Postgres slow query (slow index scan) - sql

I have a table with 3 million rows and 1.3GB in size. Running Postgres 9.3 on my laptop with 4GB RAM.
explain analyze
select act_owner_id from cnt_contacts where act_owner_id = 2
I have btree key on cnt_contacts.act_owner_id defined as:
CREATE INDEX cnt_contacts_idx_act_owner_id
ON public.cnt_contacts USING btree (act_owner_id, status_id);
The query runs in about 5 seconds
Bitmap Heap Scan on cnt_contacts (cost=2598.79..86290.73 rows=6208 width=4) (actual time=5865.617..5875.302 rows=5444 loops=1)
Recheck Cond: (act_owner_id = 2)
-> Bitmap Index Scan on cnt_contacts_idx_act_owner_id (cost=0.00..2597.24 rows=6208 width=0) (actual time=5865.407..5865.407 rows=5444 loops=1)
Index Cond: (act_owner_id = 2)
Total runtime: 5875.684 ms"
Why is taking so long?
work_mem = 1024MB;
shared_buffers = 128MB;
effective_cache_size = 1024MB
seq_page_cost = 1.0 # measured on an arbitrary scale
random_page_cost = 15.0 # same scale as above
cpu_tuple_cost = 3.0

Ok, You have big table, index and long time execution plain for PG. Lets think about ways how to improve you plan and reduce time.

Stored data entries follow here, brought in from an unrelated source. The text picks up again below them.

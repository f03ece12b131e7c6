use tracing::{debug, info};

use crate::browser::page::LivePage;
use crate::error::{ResolveError, StepError};
use crate::resolver::engine::LocatorResolver;
use crate::resolver::strategy::ActionKind;
use crate::spec::context::TestContext;
use crate::spec::spec_model::{AssertionResult, AssertionSpec, TestResult, TestSpec, TestStep};

/// Executes a TestSpec step-by-step, resolving every element reference
/// through the locator resolver.
pub struct TestRunner;

impl TestRunner {
    /// Run a complete test spec against a live page.
    ///
    /// Returns a TestResult with pass/fail status, assertion results,
    /// healed references and any error that stopped execution.
    pub fn run<P: LivePage + ?Sized>(spec: &TestSpec, page: &mut P, resolver: &LocatorResolver<'_>) -> TestResult {
        let mut ctx = TestContext::new();
        info!(spec = %spec.name, steps = spec.steps.len(), "running test spec");

        if let Err(e) = page.navigate(&spec.start_url) {
            return TestResult::aborted(
                &spec.name,
                0,
                ctx.assertion_results,
                ctx.healed,
                format!("Failed to navigate to start_url: {}", e),
            );
        }

        for (i, step) in spec.steps.iter().enumerate() {
            ctx.current_step = i;
            debug!(step = i, ?step, "executing step");

            if let Err(e) = Self::execute_step(step, i, page, resolver, &mut ctx) {
                return TestResult::aborted(
                    &spec.name,
                    i + 1,
                    ctx.assertion_results,
                    ctx.healed,
                    format!("Step {} failed: {}", i, e),
                );
            }
        }

        let passed = ctx.all_passed();
        TestResult {
            spec_name: spec.name.clone(),
            passed,
            steps_run: spec.steps.len(),
            assertion_results: ctx.assertion_results,
            healed: ctx.healed,
            error: None,
        }
    }

    fn execute_step<P: LivePage + ?Sized>(
        step: &TestStep,
        step_index: usize,
        page: &mut P,
        resolver: &LocatorResolver<'_>,
        ctx: &mut TestContext,
    ) -> Result<(), StepError> {
        match step {
            TestStep::Fill { element, value } => {
                let mut handle = resolver.resolve(element, page, ActionKind::Fill)?;
                if let Some(healed) = &handle.healed_to {
                    ctx.record_healed(element, healed);
                }
                handle.fill(value)?;
                Ok(())
            }

            TestStep::Click { element } => {
                let mut handle = resolver.resolve(element, page, ActionKind::Click)?;
                if let Some(healed) = &handle.healed_to {
                    ctx.record_healed(element, healed);
                }
                handle.click()?;
                Ok(())
            }

            TestStep::Navigate { url } => Ok(page.navigate(url)?),

            TestStep::Wait { duration_ms } => Ok(page.wait(*duration_ms)?),

            TestStep::Assert { assertions } => {
                for spec in assertions {
                    let result = Self::evaluate_one(spec, step_index, page, resolver, ctx)?;
                    ctx.record_assertions(vec![result]);
                }
                Ok(())
            }
        }
    }

    /// Evaluate a single assertion. A broken session aborts the test; an
    /// element that cannot be found fails the assertion.
    fn evaluate_one<P: LivePage + ?Sized>(
        spec: &AssertionSpec,
        step_index: usize,
        page: &mut P,
        resolver: &LocatorResolver<'_>,
        ctx: &mut TestContext,
    ) -> Result<AssertionResult, StepError> {
        let result = |passed: bool, actual: Option<String>, message: Option<String>| AssertionResult {
            step_index,
            spec: spec.clone(),
            passed,
            actual,
            message,
        };

        match spec {
            AssertionSpec::UrlContains { expected } => {
                let url = page.current_url()?;
                let passed = url.contains(expected.as_str());
                let message = (!passed).then(|| format!("URL does not contain '{}'", expected));
                Ok(result(passed, Some(url), message))
            }

            AssertionSpec::UrlEquals { expected } => {
                let url = page.current_url()?;
                let passed = url == *expected;
                let message = (!passed).then(|| format!("URL does not equal '{}'", expected));
                Ok(result(passed, Some(url), message))
            }

            AssertionSpec::ElementVisible { element } => match resolver.resolve(element, page, ActionKind::Assert) {
                Ok(mut handle) => {
                    if let Some(healed) = &handle.healed_to {
                        ctx.record_healed(element, healed);
                    }
                    let visible = handle.is_visible()?;
                    let message = (!visible).then(|| format!("Element '{}' is not visible", element));
                    Ok(result(visible, Some(format!("{}", visible)), message))
                }
                Err(ResolveError::NotFound(e)) => Ok(result(false, None, Some(e.to_string()))),
                Err(e) => Err(e.into()),
            },
        }
    }
}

You write and remove rows. PG write and remove tuples and table and index can be bloated. For good search PG loads index to shared buffer. And you need keep you index clean as possible. For selection PG reads to shared buffer and than search. Try to set up buffer memory and reduce index and table bloating, keep db cleaned.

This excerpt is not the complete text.